Из всех этих рассказов четвертый евангелист осмотрительно брал все, что соответствовало его собственной точке зрения, и искусно развивал отобранное дальше. Уже Лука резко разграничивал отдельные моменты в распространении известия о воскресении Иисуса, а евангелист Иоанн в этом отношении пошел еще дальше. У Матфея женщины, подходя к гробу, видят снаружи ангела, сидящего на камне, отваленном от могилы (у Марка они находят ангела в самом склепе), а Лука заявляет, что женщины вошли в склеп и не нашли в гробу Иисуса и уже затем вдруг увидали двух ангелов, которые им объявили о воскресении Иисуса. Евангелист Иоанн разделяет последние два момента еще точнее. По его словам, Мария Магдалина в первый день недели пришла рано одна к гробу Иисуса и увидела, что камень отвален от гроба. Тогда она побежала обратно в город и стала жаловаться Петру, что гроб пуст, что «унесли Господа из гроба» неведомо куда. Затем Петр тоже пошел к гробу и, войдя в склеп, убедился, что в гробу лежали одни лишь пелены. Но Петр пошел к гробу не один, как и во двор первосвященника при пленении Иисуса он вошел не один: в данном случае, как и тогда, Петра сопровождал «любимый» ученик Иисуса (сам евангелист-апостол Иоанн). Впрочем, в рассказе третьего евангелиста тоже говорится о двух учениках-странниках: рассказав о том, как Петр пошел к гробу Иисуса, узнав от женщин о воскресении его, Лука затем рассказывает, как в тот же день двое учеников шли в Эммаус и на дороге им явился воскресший Иисус, которого они сначала не узнали (24:13—35). Марк тоже вкратце сообщает об этом происшествии и поясняет, что ученики не узнали Иисуса потому, что он явился им «в ином образе» (10:12). Ниже мы увидим, как четвертый евангелист развил эту деталь, а также и тот выговор, который Иисус сделал эммаусским ученикам за то, что, зная писания Моисея и пророков, они не уразумели, что в этих писаниях речь шла о страждущем Мессии.

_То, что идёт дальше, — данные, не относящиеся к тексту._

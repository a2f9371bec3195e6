//! Session registry — per-session delivery channels for in-flight
//! inferences, plus the end-user → engine-session map.
//!
//! A delivery channel exists exactly while an `infer` call is awaiting
//! frames for that session. Only mutating operations hold the lock;
//! holding a returned receiver outside the critical section is safe.

use std::collections::HashMap;

use jota_protocol::EngineFrame;
use parking_lot::Mutex;
use tokio::sync::mpsc;

/// One queued item for a session's `infer` caller.
/// `None` is the connection-loss sentinel.
pub(crate) type DeliveryItem = Option<EngineFrame>;
pub(crate) type DeliveryReceiver = mpsc::UnboundedReceiver<DeliveryItem>;

#[derive(Default)]
pub(crate) struct SessionRegistry {
    channels: Mutex<HashMap<String, mpsc::UnboundedSender<DeliveryItem>>>,
    users: Mutex<HashMap<String, String>>,
}

impl SessionRegistry {
    /// Create the delivery channel for a session and return its receiver.
    ///
    /// Replacing a stale entry disconnects any previous receiver, which
    /// then observes its channel as closed.
    pub(crate) fn attach(&self, session_id: &str) -> DeliveryReceiver {
        let (tx, rx) = mpsc::unbounded_channel();
        self.channels.lock().insert(session_id.to_owned(), tx);
        rx
    }

    /// Remove a session's channel. Safe if absent.
    pub(crate) fn detach(&self, session_id: &str) {
        self.channels.lock().remove(session_id);
    }

    /// Enqueue a frame for a session. Returns `false` if no caller is
    /// waiting on that session.
    pub(crate) fn route(&self, session_id: &str, frame: EngineFrame) -> bool {
        match self.channels.lock().get(session_id) {
            Some(tx) => tx.send(Some(frame)).is_ok(),
            None => false,
        }
    }

    /// Deliver the loss sentinel to every waiting caller and clear the map.
    pub(crate) fn close_all(&self) {
        let mut channels = self.channels.lock();
        for (_, tx) in channels.drain() {
            let _ = tx.send(None);
        }
    }

    pub(crate) fn remember_user(&self, user_id: &str, session_id: &str) {
        self.users
            .lock()
            .insert(user_id.to_owned(), session_id.to_owned());
    }

    pub(crate) fn lookup_user(&self, user_id: &str) -> Option<String> {
        self.users.lock().get(user_id).cloned()
    }
}
//! Builder pattern for constructing an [`InferenceClient`].

use std::sync::Arc;
use std::time::Duration;

use jota_db::ConversationStore;
use jota_domain::config::InferenceConfig;

use crate::backoff::ReconnectBackoff;
use crate::client::InferenceClient;
use crate::error::InferenceError;
use crate::supervisor::ConnectSettings;

/// Fluent builder for [`InferenceClient`].
///
/// # Example
///
/// ```rust,no_run
/// # use std::sync::Arc;
/// # use jota_inference::InferenceClientBuilder;
/// # fn store() -> Arc<dyn jota_db::ConversationStore> { unimplemented!() }
/// let client = InferenceClientBuilder::new()
///     .url("ws://localhost:9001")
///     .client_id("jota")
///     .api_key("secret")
///     .store(store())
///     .build()
///     .unwrap();
/// ```
pub struct InferenceClientBuilder {
    url: String,
    client_id: String,
    api_key: String,
    jota_db_url: Option<String>,
    ssl_verify: bool,
    backoff: ReconnectBackoff,
    auth_timeout: Duration,
    session_create_timeout: Duration,
    stream_idle_timeout: Duration,
    store: Option<Arc<dyn ConversationStore>>,
}

impl InferenceClientBuilder {
    pub fn new() -> Self {
        Self {
            url: "ws://localhost:9001".into(),
            client_id: String::new(),
            api_key: String::new(),
            jota_db_url: None,
            ssl_verify: true,
            backoff: ReconnectBackoff::default(),
            auth_timeout: Duration::from_secs(10),
            session_create_timeout: Duration::from_secs(5),
            stream_idle_timeout: Duration::from_secs(30),
            store: None,
        }
    }

    // ── Required ─────────────────────────────────────────────────────

    /// Engine endpoint (e.g. `wss://engine.example.com:9001`).
    pub fn url(mut self, url: impl Into<String>) -> Self {
        self.url = url.into();
        self
    }

    /// Conversation store used for journaling assistant responses.
    pub fn store(mut self, store: Arc<dyn ConversationStore>) -> Self {
        self.store = Some(store);
        self
    }

    // ── Credentials ──────────────────────────────────────────────────

    pub fn client_id(mut self, id: impl Into<String>) -> Self {
        self.client_id = id.into();
        self
    }

    pub fn api_key(mut self, key: impl Into<String>) -> Self {
        self.api_key = key.into();
        self
    }

    /// JotaDB endpoint forwarded to the engine in the auth frame, so the
    /// engine can journal on its own side.
    pub fn jota_db_url(mut self, url: impl Into<String>) -> Self {
        self.jota_db_url = Some(url.into());
        self
    }

    /// Apply endpoint and credentials from the shared [`InferenceConfig`].
    pub fn config(mut self, cfg: &InferenceConfig) -> Self {
        self.url = cfg.url.clone();
        self.client_id = cfg.client_id.clone();
        self.api_key = cfg.api_key.clone();
        self.ssl_verify = cfg.ssl_verify;
        self
    }

    // ── Behavior ─────────────────────────────────────────────────────

    /// Verify the server certificate on `wss://` endpoints (default true).
    pub fn ssl_verify(mut self, verify: bool) -> Self {
        self.ssl_verify = verify;
        self
    }

    /// Override the reconnect back-off policy.
    pub fn reconnect_backoff(mut self, backoff: ReconnectBackoff) -> Self {
        self.backoff = backoff;
        self
    }

    /// Override the auth handshake deadline (default 10 s).
    pub fn auth_timeout(mut self, d: Duration) -> Self {
        self.auth_timeout = d;
        self
    }

    /// Override the `create_session` deadline (default 5 s).
    pub fn session_create_timeout(mut self, d: Duration) -> Self {
        self.session_create_timeout = d;
        self
    }

    /// Override the per-frame inactivity deadline during `infer`
    /// (default 30 s).
    pub fn stream_idle_timeout(mut self, d: Duration) -> Self {
        self.stream_idle_timeout = d;
        self
    }

    /// Build the [`InferenceClient`].
    pub fn build(self) -> Result<InferenceClient, InferenceError> {
        if self.url.is_empty() {
            return Err(InferenceError::Config("url is required".into()));
        }
        let store = self
            .store
            .ok_or_else(|| InferenceError::Config("conversation store is required".into()))?;

        let settings = ConnectSettings {
            url: self.url,
            client_id: self.client_id,
            api_key: self.api_key,
            jota_db_url: self.jota_db_url,
            ssl_verify: self.ssl_verify,
            backoff: self.backoff,
            auth_timeout: self.auth_timeout,
        };

        Ok(InferenceClient::from_parts(
            store,
            settings,
            self.session_create_timeout,
            self.stream_idle_timeout,
        ))
    }
}

impl Default for InferenceClientBuilder {
    fn default() -> Self {
        Self::new()
    }
}
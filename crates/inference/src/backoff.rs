//! Reconnect policy with exponential back-off.

use std::time::Duration;

/// Controls how the supervisor re-dials after a failed or dropped
/// connection.
///
/// The schedule is deterministic: `initial_delay * 2^attempt`, capped at
/// `max_delay`. The supervisor resets its attempt counter after a
/// successful auth handshake, so the schedule starts over once the engine
/// has been reachable.
#[derive(Debug, Clone)]
pub struct ReconnectBackoff {
    /// Delay before the first reconnect attempt.
    pub initial_delay: Duration,
    /// Maximum delay between attempts (cap).
    pub max_delay: Duration,
}

impl Default for ReconnectBackoff {
    fn default() -> Self {
        Self {
            initial_delay: Duration::from_secs(1),
            max_delay: Duration::from_secs(60),
        }
    }
}

impl ReconnectBackoff {
    /// Compute the delay for the given attempt number (0-indexed).
    pub fn delay_for_attempt(&self, attempt: u32) -> Duration {
        let base_ms = self.initial_delay.as_millis() as u64;
        let factor = 1u64 << attempt.min(16);
        let delay_ms = base_ms.saturating_mul(factor);
        Duration::from_millis(delay_ms.min(self.max_delay.as_millis() as u64))
    }
}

Итак, Петр вместе с «другим» учеником пошел ко гробу, и описание этого шествия, завершающееся прославлением «другого», «любимого» ученика, нам показывает, как тонко рассчитал и продумал четвертый евангелист план своего труда. Оба ученика, Петр и «другой» («любимый») ученик Иисуса, побежали к гробу Иисуса, но «другой» ученик бежал скорее Петра и пришел к гробу первым. «Другой» ученик (как Петр у Луки), наклонясь к гробу, увидел лежащие в нем пелены, а Петр, пришедший вслед за ним, вошел в гроб (чего он у Луки не делал) и убедился, что в гробу лежат лишь пелены, а также плат, которым была повязана голова Иисуса и который лежал теперь в гробу не с пеленами вместе, а особо, «свитый на другом месте» (стало быть, в данном случае Петр превзошел «другого» ученика). Затем «другой» ученик тоже вошел в гроб. Но Петр ничего не выиграл от того, что первым вошел в гроб и раньше разглядел все мелочи в гробу: он не пришел к тому, к чему пришел «другой» ученик, который, по свидетельству евангелиста, войдя в гроб, «увидел и уверовал». Правда, вера, обоснованная и обусловленная виденным, не есть вера возвышенная, вера в высоком значении слова. Но такой веры вообще нельзя было и требовать тогда от учеников, которые, как эммаусские ученики Луки, «не разумели сказанного», не понимали того, что в Святом Писании уже были предвещены смерть и воскресение Христа как нечто необходимое и неотвратимое. Такую истинную веру ученикам мог внушить лишь Святой Дух, но сошествие Святого Духа последовало позднее, а «другой» ученик уже тогда, при осмотре гроба Иисуса, все понял и «уверовал» и этим он превзошел первоапостола Петра, а значит, в лице «другого» ученика духовное идейное христианство евангелиста Иоанна превзошло материалистичное плотское христианство Петра и его сторонников.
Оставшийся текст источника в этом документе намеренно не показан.